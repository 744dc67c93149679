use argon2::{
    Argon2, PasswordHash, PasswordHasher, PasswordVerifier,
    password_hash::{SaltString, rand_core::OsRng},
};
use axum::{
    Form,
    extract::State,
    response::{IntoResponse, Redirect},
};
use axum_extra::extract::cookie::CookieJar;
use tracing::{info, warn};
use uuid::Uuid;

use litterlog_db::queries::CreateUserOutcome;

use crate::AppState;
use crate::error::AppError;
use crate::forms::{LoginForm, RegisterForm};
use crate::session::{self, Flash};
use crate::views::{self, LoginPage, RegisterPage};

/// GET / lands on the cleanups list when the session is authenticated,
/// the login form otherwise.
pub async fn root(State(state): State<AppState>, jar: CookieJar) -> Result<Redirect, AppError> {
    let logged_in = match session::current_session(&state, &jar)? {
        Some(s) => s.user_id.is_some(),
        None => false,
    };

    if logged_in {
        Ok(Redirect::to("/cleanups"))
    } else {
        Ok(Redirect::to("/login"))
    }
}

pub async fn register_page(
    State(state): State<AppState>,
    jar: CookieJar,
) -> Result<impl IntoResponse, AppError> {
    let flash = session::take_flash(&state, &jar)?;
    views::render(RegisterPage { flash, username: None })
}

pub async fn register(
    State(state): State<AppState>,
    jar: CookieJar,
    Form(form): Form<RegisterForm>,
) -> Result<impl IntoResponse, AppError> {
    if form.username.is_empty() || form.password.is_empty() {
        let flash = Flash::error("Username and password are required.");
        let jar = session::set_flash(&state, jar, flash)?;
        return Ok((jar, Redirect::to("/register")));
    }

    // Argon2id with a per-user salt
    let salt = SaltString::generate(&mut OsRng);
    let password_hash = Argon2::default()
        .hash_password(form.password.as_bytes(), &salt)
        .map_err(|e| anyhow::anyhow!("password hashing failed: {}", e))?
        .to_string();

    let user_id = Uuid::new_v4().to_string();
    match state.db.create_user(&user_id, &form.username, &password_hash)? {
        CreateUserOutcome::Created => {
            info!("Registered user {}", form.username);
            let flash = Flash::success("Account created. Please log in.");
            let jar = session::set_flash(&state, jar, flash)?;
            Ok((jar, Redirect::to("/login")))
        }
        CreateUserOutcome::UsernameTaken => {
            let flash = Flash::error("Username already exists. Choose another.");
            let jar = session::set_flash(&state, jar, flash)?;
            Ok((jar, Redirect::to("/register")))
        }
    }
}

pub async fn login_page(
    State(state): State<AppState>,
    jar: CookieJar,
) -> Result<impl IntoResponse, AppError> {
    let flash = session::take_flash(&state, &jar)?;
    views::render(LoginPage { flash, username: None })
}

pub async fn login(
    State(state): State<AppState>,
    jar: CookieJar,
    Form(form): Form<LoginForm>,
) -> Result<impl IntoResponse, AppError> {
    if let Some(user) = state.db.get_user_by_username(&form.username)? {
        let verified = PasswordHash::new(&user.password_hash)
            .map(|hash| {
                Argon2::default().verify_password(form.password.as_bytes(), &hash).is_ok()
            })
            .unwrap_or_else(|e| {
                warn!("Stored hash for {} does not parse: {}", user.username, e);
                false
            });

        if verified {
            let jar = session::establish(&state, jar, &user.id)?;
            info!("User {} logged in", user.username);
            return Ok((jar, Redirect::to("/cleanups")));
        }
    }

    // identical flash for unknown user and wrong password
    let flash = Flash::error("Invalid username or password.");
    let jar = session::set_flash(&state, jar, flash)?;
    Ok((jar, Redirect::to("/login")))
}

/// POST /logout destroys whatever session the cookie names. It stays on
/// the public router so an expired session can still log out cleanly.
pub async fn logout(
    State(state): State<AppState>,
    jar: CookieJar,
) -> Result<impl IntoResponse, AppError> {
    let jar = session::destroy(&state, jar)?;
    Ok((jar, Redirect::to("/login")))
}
-*-*-
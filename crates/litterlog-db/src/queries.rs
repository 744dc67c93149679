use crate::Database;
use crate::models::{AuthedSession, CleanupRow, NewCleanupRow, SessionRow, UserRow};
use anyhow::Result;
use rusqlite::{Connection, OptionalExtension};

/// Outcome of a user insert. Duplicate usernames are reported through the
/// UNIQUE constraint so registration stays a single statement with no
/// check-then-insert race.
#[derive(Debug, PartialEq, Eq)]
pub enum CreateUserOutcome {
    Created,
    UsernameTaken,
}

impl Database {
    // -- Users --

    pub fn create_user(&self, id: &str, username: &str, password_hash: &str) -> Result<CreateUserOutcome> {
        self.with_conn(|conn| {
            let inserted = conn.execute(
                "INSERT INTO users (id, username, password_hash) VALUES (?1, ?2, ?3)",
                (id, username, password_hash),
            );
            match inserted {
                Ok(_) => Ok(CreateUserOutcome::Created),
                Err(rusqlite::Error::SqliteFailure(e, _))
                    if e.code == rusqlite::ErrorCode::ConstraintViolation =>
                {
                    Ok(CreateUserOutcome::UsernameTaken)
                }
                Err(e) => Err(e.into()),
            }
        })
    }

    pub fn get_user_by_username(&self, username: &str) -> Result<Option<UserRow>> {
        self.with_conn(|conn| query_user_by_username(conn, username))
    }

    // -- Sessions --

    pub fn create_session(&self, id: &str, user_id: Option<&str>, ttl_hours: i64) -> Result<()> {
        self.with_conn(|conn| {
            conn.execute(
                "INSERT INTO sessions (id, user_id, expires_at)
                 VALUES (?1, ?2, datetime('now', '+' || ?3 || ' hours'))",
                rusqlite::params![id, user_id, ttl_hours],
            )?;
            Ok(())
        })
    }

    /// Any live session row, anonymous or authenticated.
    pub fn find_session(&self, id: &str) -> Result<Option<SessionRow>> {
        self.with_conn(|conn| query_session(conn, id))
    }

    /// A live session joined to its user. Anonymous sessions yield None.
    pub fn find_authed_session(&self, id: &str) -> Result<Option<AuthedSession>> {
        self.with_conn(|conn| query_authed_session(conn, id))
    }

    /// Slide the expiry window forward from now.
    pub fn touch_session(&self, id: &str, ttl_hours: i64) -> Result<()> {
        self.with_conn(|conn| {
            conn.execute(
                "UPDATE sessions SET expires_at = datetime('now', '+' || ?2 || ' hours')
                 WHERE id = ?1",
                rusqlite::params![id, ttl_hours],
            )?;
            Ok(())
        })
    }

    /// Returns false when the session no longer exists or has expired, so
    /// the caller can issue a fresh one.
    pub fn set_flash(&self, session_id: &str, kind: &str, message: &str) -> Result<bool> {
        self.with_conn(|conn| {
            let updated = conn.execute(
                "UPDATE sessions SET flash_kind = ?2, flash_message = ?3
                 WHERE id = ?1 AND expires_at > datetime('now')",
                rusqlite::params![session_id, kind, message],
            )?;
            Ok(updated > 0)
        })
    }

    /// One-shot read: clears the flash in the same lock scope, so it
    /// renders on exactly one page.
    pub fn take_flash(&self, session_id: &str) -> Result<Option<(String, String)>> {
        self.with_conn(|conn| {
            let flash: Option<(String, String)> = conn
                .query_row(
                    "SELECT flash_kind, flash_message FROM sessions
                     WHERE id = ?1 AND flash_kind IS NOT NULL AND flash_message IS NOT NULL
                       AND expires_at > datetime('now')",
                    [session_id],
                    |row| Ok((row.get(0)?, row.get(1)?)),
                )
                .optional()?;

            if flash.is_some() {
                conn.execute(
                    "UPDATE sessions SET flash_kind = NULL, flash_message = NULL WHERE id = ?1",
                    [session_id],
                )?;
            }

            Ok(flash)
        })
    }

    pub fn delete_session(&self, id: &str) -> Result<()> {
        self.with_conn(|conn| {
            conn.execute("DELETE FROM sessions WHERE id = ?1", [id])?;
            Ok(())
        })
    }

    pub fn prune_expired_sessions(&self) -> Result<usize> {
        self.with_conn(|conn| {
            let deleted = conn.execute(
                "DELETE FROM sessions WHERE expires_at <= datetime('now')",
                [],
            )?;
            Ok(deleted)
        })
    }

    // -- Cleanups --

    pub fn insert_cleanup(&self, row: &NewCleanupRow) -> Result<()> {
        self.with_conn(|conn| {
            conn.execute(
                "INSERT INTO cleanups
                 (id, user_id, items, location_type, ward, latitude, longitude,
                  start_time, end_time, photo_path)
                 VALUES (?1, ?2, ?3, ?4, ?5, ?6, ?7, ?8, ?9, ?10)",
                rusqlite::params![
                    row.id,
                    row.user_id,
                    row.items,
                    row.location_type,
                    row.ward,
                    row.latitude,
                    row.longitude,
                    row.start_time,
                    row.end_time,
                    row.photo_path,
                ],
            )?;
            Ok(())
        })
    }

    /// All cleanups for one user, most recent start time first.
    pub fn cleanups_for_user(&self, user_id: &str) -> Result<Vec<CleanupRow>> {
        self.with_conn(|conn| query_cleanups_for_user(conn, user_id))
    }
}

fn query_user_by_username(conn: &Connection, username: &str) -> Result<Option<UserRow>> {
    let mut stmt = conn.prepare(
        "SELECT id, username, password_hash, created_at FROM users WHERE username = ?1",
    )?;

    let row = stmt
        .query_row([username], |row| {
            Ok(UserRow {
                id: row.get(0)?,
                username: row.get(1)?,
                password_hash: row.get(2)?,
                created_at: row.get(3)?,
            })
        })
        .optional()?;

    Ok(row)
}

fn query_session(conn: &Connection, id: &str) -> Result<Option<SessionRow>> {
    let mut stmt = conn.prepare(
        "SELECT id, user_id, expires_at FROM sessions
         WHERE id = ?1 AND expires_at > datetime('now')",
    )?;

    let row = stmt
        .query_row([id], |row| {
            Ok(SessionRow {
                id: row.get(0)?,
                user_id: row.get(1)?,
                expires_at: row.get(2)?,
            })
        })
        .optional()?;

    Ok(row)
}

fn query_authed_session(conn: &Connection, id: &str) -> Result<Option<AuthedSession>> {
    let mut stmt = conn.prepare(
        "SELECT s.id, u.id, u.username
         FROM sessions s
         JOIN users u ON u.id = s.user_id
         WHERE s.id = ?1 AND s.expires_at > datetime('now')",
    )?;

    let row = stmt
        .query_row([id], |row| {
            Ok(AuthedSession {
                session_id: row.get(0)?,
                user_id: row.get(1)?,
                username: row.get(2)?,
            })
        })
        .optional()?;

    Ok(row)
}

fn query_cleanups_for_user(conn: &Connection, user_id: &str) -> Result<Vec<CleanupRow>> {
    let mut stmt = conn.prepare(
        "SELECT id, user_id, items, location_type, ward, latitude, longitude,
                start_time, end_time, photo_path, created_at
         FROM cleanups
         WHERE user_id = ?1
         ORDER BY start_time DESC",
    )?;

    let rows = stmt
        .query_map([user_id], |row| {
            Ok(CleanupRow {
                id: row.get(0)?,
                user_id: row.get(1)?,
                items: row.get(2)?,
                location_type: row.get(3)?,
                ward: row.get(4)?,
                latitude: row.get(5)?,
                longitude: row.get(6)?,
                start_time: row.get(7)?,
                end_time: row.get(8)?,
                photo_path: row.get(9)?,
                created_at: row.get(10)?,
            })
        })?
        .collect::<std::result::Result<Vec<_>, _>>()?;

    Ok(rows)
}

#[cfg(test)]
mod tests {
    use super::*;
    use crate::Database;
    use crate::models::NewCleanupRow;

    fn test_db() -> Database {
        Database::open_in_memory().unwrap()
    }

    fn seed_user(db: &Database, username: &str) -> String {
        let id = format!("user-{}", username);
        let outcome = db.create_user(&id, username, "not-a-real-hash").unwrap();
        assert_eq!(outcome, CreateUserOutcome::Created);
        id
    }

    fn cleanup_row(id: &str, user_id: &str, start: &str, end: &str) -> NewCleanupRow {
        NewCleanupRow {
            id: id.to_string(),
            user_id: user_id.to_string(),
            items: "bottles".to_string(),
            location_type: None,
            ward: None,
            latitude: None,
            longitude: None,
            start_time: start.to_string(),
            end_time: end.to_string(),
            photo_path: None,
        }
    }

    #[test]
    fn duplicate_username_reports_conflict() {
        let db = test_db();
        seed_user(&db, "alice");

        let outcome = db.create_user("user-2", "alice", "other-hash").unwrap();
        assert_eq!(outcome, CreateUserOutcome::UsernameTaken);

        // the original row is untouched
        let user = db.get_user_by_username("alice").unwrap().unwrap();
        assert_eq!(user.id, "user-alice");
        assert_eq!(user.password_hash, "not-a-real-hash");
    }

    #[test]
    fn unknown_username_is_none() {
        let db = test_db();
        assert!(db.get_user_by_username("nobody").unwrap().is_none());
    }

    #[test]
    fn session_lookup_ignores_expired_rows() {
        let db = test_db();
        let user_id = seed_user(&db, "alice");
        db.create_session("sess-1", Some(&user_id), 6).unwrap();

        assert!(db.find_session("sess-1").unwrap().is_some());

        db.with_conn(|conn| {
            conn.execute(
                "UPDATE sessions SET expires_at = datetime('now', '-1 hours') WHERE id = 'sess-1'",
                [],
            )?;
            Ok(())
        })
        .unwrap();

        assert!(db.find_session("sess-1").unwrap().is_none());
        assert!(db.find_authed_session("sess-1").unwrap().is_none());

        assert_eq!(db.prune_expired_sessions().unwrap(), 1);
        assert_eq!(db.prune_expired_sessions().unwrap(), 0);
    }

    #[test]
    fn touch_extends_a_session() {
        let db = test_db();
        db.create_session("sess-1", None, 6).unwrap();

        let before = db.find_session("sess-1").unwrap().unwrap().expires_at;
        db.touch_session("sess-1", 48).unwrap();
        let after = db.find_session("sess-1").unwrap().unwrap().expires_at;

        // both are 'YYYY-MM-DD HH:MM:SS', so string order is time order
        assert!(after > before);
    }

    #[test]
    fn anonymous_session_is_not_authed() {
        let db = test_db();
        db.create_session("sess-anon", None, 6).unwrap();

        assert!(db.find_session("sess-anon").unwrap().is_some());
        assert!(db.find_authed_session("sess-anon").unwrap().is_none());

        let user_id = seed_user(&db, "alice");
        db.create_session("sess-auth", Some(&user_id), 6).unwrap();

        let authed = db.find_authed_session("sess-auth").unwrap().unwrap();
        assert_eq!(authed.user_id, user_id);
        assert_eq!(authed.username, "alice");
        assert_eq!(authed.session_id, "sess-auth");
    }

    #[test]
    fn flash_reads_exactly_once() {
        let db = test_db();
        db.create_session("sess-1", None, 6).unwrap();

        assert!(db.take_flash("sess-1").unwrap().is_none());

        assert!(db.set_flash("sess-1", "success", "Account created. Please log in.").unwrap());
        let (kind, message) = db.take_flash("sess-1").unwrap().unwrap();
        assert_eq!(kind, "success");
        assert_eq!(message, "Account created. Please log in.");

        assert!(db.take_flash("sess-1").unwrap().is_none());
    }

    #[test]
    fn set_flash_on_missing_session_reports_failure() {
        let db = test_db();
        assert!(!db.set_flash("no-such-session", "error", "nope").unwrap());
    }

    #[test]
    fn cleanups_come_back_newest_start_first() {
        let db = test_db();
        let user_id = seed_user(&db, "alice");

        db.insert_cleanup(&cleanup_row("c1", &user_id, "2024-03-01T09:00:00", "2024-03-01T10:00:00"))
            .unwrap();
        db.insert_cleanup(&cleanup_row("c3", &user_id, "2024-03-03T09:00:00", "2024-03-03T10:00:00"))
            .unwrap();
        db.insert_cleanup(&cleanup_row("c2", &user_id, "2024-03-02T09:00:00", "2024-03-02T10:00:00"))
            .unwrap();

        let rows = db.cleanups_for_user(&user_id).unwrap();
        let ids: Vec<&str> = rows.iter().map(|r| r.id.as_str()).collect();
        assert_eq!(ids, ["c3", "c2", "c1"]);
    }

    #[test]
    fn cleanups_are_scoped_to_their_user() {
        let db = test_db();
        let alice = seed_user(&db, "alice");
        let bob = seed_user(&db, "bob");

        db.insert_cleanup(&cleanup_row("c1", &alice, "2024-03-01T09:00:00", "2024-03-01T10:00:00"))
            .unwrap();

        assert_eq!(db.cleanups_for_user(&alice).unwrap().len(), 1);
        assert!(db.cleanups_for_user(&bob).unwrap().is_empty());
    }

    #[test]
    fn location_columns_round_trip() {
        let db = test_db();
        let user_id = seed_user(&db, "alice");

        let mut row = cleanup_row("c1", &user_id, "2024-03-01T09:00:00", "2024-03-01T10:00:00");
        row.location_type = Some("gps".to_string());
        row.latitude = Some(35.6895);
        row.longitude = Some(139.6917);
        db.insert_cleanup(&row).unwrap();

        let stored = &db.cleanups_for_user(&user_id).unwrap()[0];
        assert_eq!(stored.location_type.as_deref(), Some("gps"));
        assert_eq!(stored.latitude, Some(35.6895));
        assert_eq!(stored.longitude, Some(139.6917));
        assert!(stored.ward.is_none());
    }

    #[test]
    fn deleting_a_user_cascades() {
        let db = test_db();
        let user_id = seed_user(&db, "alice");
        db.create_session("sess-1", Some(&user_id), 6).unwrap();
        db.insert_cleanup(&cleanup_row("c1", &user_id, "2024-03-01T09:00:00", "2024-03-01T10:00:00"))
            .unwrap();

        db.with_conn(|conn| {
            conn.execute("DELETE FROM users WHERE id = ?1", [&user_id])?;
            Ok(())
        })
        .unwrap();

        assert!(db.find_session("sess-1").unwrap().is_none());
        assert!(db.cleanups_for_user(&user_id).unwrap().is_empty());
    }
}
-*-*-
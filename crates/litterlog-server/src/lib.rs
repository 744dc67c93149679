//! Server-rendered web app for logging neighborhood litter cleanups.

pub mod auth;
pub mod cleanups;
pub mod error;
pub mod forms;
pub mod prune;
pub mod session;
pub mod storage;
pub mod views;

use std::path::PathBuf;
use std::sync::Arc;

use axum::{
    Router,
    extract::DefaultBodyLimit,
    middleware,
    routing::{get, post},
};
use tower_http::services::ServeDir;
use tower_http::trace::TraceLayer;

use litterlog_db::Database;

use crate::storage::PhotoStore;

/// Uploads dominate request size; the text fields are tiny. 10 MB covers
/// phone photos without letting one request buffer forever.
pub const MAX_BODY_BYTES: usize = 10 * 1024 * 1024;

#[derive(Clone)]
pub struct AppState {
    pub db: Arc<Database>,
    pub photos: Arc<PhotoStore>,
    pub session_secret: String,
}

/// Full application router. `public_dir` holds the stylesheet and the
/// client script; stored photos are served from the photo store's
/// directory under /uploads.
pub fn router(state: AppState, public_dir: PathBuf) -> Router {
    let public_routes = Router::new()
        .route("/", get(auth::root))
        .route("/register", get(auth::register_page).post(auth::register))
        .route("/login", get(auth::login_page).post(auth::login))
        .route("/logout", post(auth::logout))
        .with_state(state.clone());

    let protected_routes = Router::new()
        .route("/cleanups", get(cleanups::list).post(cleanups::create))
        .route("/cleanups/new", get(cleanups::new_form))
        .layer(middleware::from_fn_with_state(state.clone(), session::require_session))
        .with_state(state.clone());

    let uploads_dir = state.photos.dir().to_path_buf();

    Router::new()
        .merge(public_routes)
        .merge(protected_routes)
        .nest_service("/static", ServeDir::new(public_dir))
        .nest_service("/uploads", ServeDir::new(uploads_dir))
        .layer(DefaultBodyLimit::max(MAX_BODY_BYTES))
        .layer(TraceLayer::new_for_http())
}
-*-*-
I need every line of the data that has the word "items"; please list them.

                 (id, user_id, items, location_type, ward, latitude, longitude,
                    row.items,
        "SELECT id, user_id, items, location_type, ward, latitude, longitude,
                items: row.get(2)?,
            items: "bottles".to_string(),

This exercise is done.